■ Activity
If a line in the data contains "ModelLoader", copy it out.
··· Extracted material ···
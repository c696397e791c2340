//! Synthetic tracking engine for development and demos.
//!
//! Spawns boxes at the bottom of the frame and moves them upward at a random
//! speed, assigning each a fresh track id. With the default counting line in
//! the middle of the frame every box that stays in the zone produces exactly
//! one upward crossing. No pixels are inspected.

use anyhow::{anyhow, Result};
use rand::rngs::StdRng;
use rand::{Rng, SeedableRng};

use crate::backend::BackendSelection;
use crate::detect::backend::{InferenceEngine, ModelLoader, TrackParams};
use crate::detect::result::{BoundingBox, TrackedDetection};
use crate::frame::Frame;

const DEFAULT_SPAWN_EVERY: u64 = 25;
const BOX_HEIGHT_FRACTION: f32 = 0.2;
const BOX_WIDTH_FRACTION: f32 = 0.1;

struct SyntheticObject {
    track_id: u64,
    center_x: f32,
    bottom_y: f32,
    speed_px: f32,
    confidence: f32,
}

pub struct SyntheticEngine {
    rng: StdRng,
    objects: Vec<SyntheticObject>,
    next_track_id: u64,
    frames_seen: u64,
    spawn_every: u64,
}

impl SyntheticEngine {
    pub fn new(seed: u64) -> Self {
        Self::with_rng(StdRng::seed_from_u64(seed))
    }

    fn with_rng(rng: StdRng) -> Self {
        Self {
            rng,
            objects: Vec::new(),
            next_track_id: 1,
            frames_seen: 0,
            spawn_every: DEFAULT_SPAWN_EVERY,
        }
    }

    /// Spawn a new object every `frames` frames (minimum 1).
    pub fn with_spawn_interval(mut self, frames: u64) -> Self {
        self.spawn_every = frames.max(1);
        self
    }

    fn spawn(&mut self, width: f32, height: f32) {
        let jitter = width * 0.2;
        let object = SyntheticObject {
            track_id: self.next_track_id,
            center_x: width / 2.0 + self.rng.gen_range(-jitter..=jitter),
            bottom_y: height,
            speed_px: height / self.rng.gen_range(30.0..60.0),
            confidence: self.rng.gen_range(0.55..0.98),
        };
        self.next_track_id += 1;
        self.objects.push(object);
    }
}

impl InferenceEngine for SyntheticEngine {
    fn name(&self) -> &'static str {
        "synthetic"
    }

    fn track(&mut self, frame: &Frame, params: &TrackParams<'_>) -> Result<Vec<TrackedDetection>> {
        let width = frame.width as f32;
        let height = frame.height as f32;
        let box_height = height * BOX_HEIGHT_FRACTION;
        let half_width = width * BOX_WIDTH_FRACTION / 2.0;

        if self.frames_seen % self.spawn_every == 0 {
            self.spawn(width, height);
        }
        self.frames_seen += 1;

        for object in &mut self.objects {
            object.bottom_y -= object.speed_px;
        }
        self.objects.retain(|object| object.bottom_y > 0.0);

        Ok(self
            .objects
            .iter()
            .filter(|object| object.confidence >= params.confidence_threshold)
            .map(|object| TrackedDetection {
                bbox: BoundingBox::new(
                    object.center_x - half_width,
                    object.bottom_y - box_height,
                    object.center_x + half_width,
                    object.bottom_y,
                ),
                track_id: Some(object.track_id),
                class_id: 0,
                confidence: object.confidence,
            })
            .collect())
    }
}

/// Loads `SyntheticEngine`s. The model artifact must exist but its content is ignored.
#[derive(Clone, Debug, Default)]
pub struct SyntheticLoader {
    seed: Option<u64>,
    spawn_every: Option<u64>,
}

impl SyntheticLoader {
    pub fn new() -> Self {
        Self::default()
    }

    /// Deterministic object motion for every loaded engine.
    pub fn with_seed(mut self, seed: u64) -> Self {
        self.seed = Some(seed);
        self
    }

    pub fn with_spawn_interval(mut self, frames: u64) -> Self {
        self.spawn_every = Some(frames);
        self
    }
}

impl ModelLoader for SyntheticLoader {
    fn load(&self, selection: &BackendSelection) -> Result<Box<dyn InferenceEngine>> {
        if !selection.model_path.exists() {
            return Err(anyhow!(
                "model artifact {} not found",
                selection.model_path.display()
            ));
        }
        let mut engine = match self.seed {
            Some(seed) => SyntheticEngine::new(seed),
            None => SyntheticEngine::with_rng(StdRng::from_entropy()),
        };
        if let Some(frames) = self.spawn_every {
            engine = engine.with_spawn_interval(frames);
        }
        log::debug!(
            "synthetic engine loaded for {} ({})",
            selection.model_path.display(),
            selection.backend
        );
        Ok(Box::new(engine))
    }
}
···
■ Finished exercise
use crate::detect::backend::{InferenceEngine, ModelLoader, TrackParams};
impl ModelLoader for SyntheticLoader {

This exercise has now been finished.